▶ **Task description**
In the entries below, every line with the string "hits" is to be reported.

Saved data entries:
[Start of section]

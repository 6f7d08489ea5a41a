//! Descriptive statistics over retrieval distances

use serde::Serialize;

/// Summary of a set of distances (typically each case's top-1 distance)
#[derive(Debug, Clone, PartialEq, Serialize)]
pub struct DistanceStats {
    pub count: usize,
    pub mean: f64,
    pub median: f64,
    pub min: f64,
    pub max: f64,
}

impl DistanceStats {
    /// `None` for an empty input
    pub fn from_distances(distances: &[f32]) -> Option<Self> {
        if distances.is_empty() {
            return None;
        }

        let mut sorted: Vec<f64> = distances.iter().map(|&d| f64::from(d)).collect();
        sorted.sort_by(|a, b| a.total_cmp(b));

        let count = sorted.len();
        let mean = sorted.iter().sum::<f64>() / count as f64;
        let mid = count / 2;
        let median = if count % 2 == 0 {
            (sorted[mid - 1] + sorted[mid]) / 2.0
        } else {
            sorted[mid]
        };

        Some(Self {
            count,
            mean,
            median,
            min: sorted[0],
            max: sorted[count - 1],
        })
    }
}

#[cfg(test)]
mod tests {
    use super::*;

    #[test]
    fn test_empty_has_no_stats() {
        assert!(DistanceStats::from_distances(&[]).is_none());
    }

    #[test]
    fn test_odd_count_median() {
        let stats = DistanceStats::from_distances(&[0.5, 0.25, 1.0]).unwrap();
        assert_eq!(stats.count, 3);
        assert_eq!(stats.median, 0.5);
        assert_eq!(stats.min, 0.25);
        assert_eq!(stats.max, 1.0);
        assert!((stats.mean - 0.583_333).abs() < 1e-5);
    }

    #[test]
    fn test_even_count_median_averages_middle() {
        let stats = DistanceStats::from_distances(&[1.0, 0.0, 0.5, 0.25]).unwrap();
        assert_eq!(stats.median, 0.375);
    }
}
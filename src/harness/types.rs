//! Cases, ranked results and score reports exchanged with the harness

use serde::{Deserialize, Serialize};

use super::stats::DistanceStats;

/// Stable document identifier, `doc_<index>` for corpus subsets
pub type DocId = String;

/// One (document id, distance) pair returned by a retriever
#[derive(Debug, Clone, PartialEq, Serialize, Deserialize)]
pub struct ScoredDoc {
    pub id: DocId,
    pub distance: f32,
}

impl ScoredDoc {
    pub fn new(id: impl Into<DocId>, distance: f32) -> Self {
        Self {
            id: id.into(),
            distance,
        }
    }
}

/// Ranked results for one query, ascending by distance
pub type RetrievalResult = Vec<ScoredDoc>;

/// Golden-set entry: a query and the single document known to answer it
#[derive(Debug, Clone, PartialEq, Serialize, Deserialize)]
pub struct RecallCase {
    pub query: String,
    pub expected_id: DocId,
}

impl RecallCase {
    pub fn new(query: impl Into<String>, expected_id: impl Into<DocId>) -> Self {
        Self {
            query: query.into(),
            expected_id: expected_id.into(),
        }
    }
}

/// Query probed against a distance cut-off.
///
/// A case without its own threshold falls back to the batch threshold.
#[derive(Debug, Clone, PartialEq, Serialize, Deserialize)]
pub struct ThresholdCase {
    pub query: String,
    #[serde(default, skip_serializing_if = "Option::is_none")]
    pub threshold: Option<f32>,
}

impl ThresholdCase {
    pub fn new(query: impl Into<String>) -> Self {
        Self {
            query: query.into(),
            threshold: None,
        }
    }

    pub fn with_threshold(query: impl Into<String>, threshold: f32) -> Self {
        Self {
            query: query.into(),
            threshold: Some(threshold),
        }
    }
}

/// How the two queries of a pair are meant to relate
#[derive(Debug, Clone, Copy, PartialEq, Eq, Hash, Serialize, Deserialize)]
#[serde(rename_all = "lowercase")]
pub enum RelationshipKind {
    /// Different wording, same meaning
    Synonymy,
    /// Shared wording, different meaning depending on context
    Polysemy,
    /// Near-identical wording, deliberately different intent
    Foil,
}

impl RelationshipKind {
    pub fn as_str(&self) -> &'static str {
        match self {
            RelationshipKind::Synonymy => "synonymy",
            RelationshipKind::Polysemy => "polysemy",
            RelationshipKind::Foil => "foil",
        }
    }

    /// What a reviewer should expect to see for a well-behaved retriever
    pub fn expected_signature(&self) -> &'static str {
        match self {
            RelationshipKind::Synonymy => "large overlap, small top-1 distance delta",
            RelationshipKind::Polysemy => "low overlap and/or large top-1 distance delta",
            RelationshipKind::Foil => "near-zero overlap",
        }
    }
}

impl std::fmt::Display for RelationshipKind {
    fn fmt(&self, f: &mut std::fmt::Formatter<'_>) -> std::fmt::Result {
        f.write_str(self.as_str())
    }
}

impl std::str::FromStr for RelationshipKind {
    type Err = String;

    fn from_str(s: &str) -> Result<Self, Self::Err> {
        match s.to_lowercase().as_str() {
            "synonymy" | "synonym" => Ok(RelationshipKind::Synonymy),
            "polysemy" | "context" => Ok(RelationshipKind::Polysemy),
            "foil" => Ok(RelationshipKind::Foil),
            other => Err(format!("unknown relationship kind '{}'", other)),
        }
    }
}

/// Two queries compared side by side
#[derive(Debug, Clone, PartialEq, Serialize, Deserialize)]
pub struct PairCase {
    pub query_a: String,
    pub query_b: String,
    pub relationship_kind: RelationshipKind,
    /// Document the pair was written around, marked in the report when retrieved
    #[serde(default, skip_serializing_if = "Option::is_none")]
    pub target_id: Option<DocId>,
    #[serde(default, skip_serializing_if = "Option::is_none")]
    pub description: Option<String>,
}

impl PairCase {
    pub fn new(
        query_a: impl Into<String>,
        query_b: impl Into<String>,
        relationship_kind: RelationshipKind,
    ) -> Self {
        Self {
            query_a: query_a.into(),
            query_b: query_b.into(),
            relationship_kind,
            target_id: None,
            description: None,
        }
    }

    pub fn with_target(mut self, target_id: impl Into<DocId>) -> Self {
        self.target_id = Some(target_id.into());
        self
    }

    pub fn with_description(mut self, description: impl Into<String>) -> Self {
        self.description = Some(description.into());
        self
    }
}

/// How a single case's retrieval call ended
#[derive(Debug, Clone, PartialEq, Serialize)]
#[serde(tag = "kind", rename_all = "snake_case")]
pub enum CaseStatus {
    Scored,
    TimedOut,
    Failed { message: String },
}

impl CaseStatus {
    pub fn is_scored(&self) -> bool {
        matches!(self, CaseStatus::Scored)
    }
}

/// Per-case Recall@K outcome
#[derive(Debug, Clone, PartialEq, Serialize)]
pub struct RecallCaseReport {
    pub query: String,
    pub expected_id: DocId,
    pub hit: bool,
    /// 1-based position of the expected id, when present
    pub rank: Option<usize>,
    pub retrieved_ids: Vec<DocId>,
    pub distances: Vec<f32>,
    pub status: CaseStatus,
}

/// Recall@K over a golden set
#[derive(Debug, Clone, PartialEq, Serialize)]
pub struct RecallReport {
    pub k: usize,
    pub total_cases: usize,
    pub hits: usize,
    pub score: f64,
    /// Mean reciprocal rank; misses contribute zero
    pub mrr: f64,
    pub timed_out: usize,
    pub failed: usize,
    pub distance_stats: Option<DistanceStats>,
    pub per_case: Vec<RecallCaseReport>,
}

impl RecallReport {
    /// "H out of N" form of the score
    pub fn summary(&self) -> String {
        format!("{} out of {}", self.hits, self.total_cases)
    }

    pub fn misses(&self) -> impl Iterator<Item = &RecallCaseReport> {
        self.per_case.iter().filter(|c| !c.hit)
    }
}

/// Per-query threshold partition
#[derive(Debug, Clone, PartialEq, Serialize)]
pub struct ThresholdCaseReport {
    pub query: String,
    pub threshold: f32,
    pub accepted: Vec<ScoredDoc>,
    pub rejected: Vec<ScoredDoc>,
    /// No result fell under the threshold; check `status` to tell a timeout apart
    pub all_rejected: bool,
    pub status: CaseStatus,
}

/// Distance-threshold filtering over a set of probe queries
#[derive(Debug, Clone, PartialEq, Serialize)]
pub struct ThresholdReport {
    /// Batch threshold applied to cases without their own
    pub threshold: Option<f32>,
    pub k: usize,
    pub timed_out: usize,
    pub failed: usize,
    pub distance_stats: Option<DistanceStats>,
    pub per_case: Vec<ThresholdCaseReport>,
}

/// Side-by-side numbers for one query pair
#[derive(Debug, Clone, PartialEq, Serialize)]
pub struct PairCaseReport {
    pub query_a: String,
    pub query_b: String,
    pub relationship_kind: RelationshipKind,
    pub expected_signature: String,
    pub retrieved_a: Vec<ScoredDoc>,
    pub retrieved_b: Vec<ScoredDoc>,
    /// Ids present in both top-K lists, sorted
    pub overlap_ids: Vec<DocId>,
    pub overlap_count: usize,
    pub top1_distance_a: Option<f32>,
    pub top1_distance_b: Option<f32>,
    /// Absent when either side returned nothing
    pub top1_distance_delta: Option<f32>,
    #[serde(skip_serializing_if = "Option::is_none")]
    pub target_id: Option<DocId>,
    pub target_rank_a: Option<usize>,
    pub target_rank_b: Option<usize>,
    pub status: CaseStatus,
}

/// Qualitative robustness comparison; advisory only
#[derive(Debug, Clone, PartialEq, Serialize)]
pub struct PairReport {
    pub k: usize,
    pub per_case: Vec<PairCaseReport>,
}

[End of section]
[Start of section]

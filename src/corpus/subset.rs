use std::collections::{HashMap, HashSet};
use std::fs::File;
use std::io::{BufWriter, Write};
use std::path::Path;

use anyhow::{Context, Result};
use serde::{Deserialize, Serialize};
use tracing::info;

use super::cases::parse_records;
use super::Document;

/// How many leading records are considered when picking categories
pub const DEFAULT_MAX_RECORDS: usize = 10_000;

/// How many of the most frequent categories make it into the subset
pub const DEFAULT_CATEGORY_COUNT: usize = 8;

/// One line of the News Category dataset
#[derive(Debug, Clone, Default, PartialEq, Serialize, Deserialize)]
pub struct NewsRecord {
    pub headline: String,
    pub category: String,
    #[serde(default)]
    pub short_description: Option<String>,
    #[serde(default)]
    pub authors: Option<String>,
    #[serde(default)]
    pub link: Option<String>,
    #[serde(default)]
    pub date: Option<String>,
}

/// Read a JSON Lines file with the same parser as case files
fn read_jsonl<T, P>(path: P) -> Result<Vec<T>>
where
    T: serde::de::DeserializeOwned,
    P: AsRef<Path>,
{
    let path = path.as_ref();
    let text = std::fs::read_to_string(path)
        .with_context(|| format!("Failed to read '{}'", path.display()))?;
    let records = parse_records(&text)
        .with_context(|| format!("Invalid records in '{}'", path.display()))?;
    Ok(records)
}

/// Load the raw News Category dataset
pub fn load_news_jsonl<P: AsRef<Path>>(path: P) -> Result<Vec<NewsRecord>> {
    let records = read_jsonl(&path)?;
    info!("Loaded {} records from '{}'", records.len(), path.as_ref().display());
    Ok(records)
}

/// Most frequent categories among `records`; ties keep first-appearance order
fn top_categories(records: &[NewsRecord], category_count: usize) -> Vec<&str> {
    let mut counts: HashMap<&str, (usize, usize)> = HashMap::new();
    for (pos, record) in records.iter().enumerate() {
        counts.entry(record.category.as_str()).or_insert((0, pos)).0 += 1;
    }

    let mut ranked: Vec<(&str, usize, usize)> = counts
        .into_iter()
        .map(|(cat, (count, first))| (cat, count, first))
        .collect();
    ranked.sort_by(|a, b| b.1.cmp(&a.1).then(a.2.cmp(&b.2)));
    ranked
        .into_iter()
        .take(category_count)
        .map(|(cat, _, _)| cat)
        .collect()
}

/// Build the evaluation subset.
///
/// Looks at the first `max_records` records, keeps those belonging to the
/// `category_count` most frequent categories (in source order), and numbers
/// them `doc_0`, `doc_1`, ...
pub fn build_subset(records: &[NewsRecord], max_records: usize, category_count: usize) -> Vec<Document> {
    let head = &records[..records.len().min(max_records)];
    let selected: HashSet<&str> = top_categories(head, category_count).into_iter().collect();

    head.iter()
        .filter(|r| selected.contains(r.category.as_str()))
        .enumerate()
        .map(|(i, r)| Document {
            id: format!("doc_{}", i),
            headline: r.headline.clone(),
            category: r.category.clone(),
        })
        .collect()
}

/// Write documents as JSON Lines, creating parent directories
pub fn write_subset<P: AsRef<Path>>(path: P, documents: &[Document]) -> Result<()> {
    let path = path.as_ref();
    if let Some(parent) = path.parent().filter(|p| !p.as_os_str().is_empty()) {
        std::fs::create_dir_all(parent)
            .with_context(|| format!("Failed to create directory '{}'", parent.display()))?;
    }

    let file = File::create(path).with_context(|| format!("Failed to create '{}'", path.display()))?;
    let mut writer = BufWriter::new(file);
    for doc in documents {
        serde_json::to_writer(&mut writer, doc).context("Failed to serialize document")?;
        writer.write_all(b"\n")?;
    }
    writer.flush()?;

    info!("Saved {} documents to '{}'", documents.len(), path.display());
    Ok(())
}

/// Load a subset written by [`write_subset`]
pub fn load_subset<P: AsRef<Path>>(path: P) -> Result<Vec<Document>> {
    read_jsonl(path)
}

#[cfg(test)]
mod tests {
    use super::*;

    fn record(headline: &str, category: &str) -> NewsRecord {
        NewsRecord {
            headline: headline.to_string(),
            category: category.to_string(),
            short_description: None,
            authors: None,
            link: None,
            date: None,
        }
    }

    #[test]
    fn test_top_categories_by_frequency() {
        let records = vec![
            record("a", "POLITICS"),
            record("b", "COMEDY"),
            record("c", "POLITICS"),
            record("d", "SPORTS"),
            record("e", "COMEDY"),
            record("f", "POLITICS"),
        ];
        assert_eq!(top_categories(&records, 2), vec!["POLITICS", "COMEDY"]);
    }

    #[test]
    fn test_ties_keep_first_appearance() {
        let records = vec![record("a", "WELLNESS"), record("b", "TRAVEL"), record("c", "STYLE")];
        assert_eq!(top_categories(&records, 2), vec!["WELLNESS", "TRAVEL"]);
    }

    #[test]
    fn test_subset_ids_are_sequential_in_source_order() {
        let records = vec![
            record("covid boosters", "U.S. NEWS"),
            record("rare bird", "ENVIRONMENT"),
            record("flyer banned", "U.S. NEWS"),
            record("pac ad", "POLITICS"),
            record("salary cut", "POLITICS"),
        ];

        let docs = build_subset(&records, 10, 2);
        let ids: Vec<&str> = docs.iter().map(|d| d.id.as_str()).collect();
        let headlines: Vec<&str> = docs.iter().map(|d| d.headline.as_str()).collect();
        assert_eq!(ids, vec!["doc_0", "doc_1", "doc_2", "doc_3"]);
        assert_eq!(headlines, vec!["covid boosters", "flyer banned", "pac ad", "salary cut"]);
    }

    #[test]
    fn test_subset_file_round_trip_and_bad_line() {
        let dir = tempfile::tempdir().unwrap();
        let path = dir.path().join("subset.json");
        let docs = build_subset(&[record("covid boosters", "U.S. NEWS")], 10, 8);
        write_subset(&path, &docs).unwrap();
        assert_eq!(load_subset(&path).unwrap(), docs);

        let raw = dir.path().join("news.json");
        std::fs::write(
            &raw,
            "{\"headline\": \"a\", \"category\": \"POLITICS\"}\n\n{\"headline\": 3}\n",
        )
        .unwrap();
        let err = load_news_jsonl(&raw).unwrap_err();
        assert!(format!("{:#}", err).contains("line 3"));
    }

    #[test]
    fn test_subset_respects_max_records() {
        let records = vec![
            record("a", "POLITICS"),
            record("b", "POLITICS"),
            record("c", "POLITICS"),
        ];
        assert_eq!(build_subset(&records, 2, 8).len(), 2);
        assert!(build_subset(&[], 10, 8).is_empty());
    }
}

[End of section]

▶ **Solution for this task**
    pub hits: usize,
        format!("{} out of {}", self.hits, self.total_cases)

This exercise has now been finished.